# Exercise description
Gather the lines from the material that contain "MultipartError".

# Records for this task

//! Generic insertion-ordered in-memory repository.

use async_trait::async_trait;
use tokio::sync::RwLock;
use tracing::debug;

use docshelf_core::error::AppError;
use docshelf_core::result::AppResult;
use docshelf_core::traits::{Mutation, Repository};

/// An entity with a stable primary key.
pub trait Keyed: Clone + Send + Sync + 'static {
    /// Primary key type.
    type Key: PartialEq + Send + Sync + std::fmt::Display + 'static;

    /// Entity name used in log lines and error messages.
    const ENTITY: &'static str;

    /// Return the primary key.
    fn key(&self) -> &Self::Key;
}

/// A `Vec`-backed repository guarded by a `tokio` read/write lock.
///
/// Entities keep their insertion order, which is the order
/// [`Repository::snapshot`] returns and therefore the tie-break order of
/// every stable sort performed on a snapshot.
#[derive(Debug)]
pub struct MemoryRepository<E> {
    rows: RwLock<Vec<E>>,
}

impl<E: Keyed> MemoryRepository<E> {
    /// Create an empty repository.
    pub fn new() -> Self {
        Self {
            rows: RwLock::new(Vec::new()),
        }
    }

    /// Create a repository pre-populated with `rows`.
    pub fn with_rows(rows: Vec<E>) -> Self {
        Self {
            rows: RwLock::new(rows),
        }
    }
}

impl<E: Keyed> Default for MemoryRepository<E> {
    fn default() -> Self {
        Self::new()
    }
}

#[async_trait]
impl<E: Keyed> Repository<E, E::Key> for MemoryRepository<E> {
    async fn find_by_id(&self, id: &E::Key) -> AppResult<Option<E>> {
        let rows = self.rows.read().await;
        Ok(rows.iter().find(|row| row.key() == id).cloned())
    }

    async fn snapshot(&self) -> AppResult<Vec<E>> {
        Ok(self.rows.read().await.clone())
    }

    async fn insert(&self, entity: E) -> AppResult<E> {
        let mut rows = self.rows.write().await;
        if rows.iter().any(|row| row.key() == entity.key()) {
            return Err(AppError::conflict(format!(
                "{} {} already exists",
                E::ENTITY,
                entity.key()
            )));
        }
        debug!(entity = E::ENTITY, id = %entity.key(), "Inserting row");
        rows.push(entity.clone());
        Ok(entity)
    }

    async fn update(&self, entity: E) -> AppResult<E> {
        let mut rows = self.rows.write().await;
        let slot = rows
            .iter_mut()
            .find(|row| row.key() == entity.key())
            .ok_or_else(|| {
                AppError::not_found(format!("{} {} not found", E::ENTITY, entity.key()))
            })?;
        *slot = entity.clone();
        Ok(entity)
    }

    async fn modify(&self, id: &E::Key, change: Mutation<E>) -> AppResult<E> {
        let mut rows = self.rows.write().await;
        let slot = rows
            .iter_mut()
            .find(|row| row.key() == id)
            .ok_or_else(|| AppError::not_found(format!("{} {} not found", E::ENTITY, id)))?;
        let mut draft = slot.clone();
        change(&mut draft)?;
        *slot = draft.clone();
        Ok(draft)
    }

    async fn modify_all(&self, change: &(dyn for<'r> Fn(&'r mut E) -> bool + Send + Sync)) -> AppResult<u64> {
        let mut rows = self.rows.write().await;
        let mut changed = 0u64;
        for row in rows.iter_mut() {
            if change(row) {
                changed += 1;
            }
        }
        if changed > 0 {
            debug!(entity = E::ENTITY, rows = changed, "Modified rows");
        }
        Ok(changed)
    }

    async fn delete(&self, id: &E::Key) -> AppResult<bool> {
        let mut rows = self.rows.write().await;
        let before = rows.len();
        rows.retain(|row| row.key() != id);
        let removed = rows.len() != before;
        if removed {
            debug!(entity = E::ENTITY, id = %id, "Deleted row");
        }
        Ok(removed)
    }

    async fn count(&self) -> AppResult<u64> {
        Ok(self.rows.read().await.len() as u64)
    }
}
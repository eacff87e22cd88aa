//! `Actor` extractor: identifies the acting user for mutating requests.

use axum::extract::FromRequestParts;
use axum::http::request::Parts;

use docshelf_core::error::AppError;
use docshelf_core::types::UserId;
use docshelf_service::context::RequestContext;

use crate::error::ApiError;
use crate::state::AppState;

/// Header naming the acting user.
pub const USER_ID_HEADER: &str = "x-user-id";

/// The acting user's request context.
///
/// Taken from the `X-User-Id` header when present, otherwise from
/// `auth.default_user_id`. A present but malformed header is a 400.
#[derive(Debug, Clone)]
pub struct Actor(pub RequestContext);

impl std::ops::Deref for Actor {
    type Target = RequestContext;
    fn deref(&self) -> &Self::Target {
        &self.0
    }
}

impl FromRequestParts<AppState> for Actor {
    type Rejection = ApiError;

    async fn from_request_parts(
        parts: &mut Parts,
        state: &AppState,
    ) -> Result<Self, Self::Rejection> {
        let user_id = match parts.headers.get(USER_ID_HEADER) {
            Some(value) => value
                .to_str()
                .ok()
                .and_then(|v| v.trim().parse::<UserId>().ok())
                .ok_or_else(|| AppError::validation("Invalid X-User-Id header"))?,
            None => UserId::from_uuid(state.config.auth.default_user_id),
        };

        Ok(Actor(RequestContext::new(user_id)))
    }
}
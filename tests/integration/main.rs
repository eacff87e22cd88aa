//! HTTP integration tests driving the full router in-process.

mod helpers;

mod document_test;
mod tag_test;
mod trash_test;
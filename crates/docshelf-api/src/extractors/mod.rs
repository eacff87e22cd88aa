//! Custom Axum extractors.

pub mod actor;
pub mod list;
pub mod path;

pub use actor::Actor;
pub use list::ListDocumentsParams;
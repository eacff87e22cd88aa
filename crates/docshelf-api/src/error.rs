//! Maps domain `AppError` to HTTP responses.

use axum::Json;
use axum::extract::multipart::MultipartError;
use axum::extract::rejection::JsonRejection;
use axum::http::StatusCode;
use axum::response::{IntoResponse, Response};
use serde::{Deserialize, Serialize};

use docshelf_core::error::{AppError, ErrorKind};

/// Standard API error response body.
#[derive(Debug, Clone, Serialize, Deserialize)]
pub struct ApiErrorResponse {
    /// Machine-readable error code.
    pub error: String,
    /// Human-readable message.
    pub message: String,
}

/// HTTP-facing wrapper around [`AppError`].
///
/// Handlers return `Result<_, ApiError>` and use `?` on service calls;
/// the `From<AppError>` impl does the lifting.
#[derive(Debug)]
pub struct ApiError(pub AppError);

impl ApiError {
    /// Status code for an error kind.
    pub fn status(kind: ErrorKind) -> StatusCode {
        match kind {
            ErrorKind::NotFound => StatusCode::NOT_FOUND,
            ErrorKind::Validation | ErrorKind::InvalidQueryParameter => StatusCode::BAD_REQUEST,
            ErrorKind::Conflict => StatusCode::CONFLICT,
            ErrorKind::PayloadTooLarge => StatusCode::PAYLOAD_TOO_LARGE,
            ErrorKind::Internal
            | ErrorKind::Configuration
            | ErrorKind::Serialization
            | ErrorKind::Storage => StatusCode::INTERNAL_SERVER_ERROR,
        }
    }
}

impl From<AppError> for ApiError {
    fn from(err: AppError) -> Self {
        Self(err)
    }
}

impl From<JsonRejection> for ApiError {
    fn from(rejection: JsonRejection) -> Self {
        Self(AppError::validation(format!(
            "Invalid request body: {}",
            rejection.body_text()
        )))
    }
}

impl From<MultipartError> for ApiError {
    fn from(err: MultipartError) -> Self {
        let message = format!("Invalid multipart body: {}", err.body_text());
        if err.status() == StatusCode::PAYLOAD_TOO_LARGE {
            Self(AppError::payload_too_large(message))
        } else {
            Self(AppError::validation(message))
        }
    }
}

impl IntoResponse for ApiError {
    fn into_response(self) -> Response {
        let err = self.0;
        let status = Self::status(err.kind);
        if status.is_server_error() {
            tracing::error!(kind = %err.kind, error = %err.message, "Internal server error");
        }

        let body = ApiErrorResponse {
            error: err.kind.code().to_string(),
            message: err.message,
        };

        (status, Json(body)).into_response()
    }
}
//! Core type definitions used across the DocShelf workspace.

pub mod id;
pub mod pagination;
pub mod sorting;

pub use id::*;
pub use pagination::{Page, PageRequest, Pagination};
pub use sorting::{SortDirection, SortKey, SortSpec};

# Exercise response
use axum::extract::multipart::MultipartError;
impl From<MultipartError> for ApiError {
    fn from(err: MultipartError) -> Self {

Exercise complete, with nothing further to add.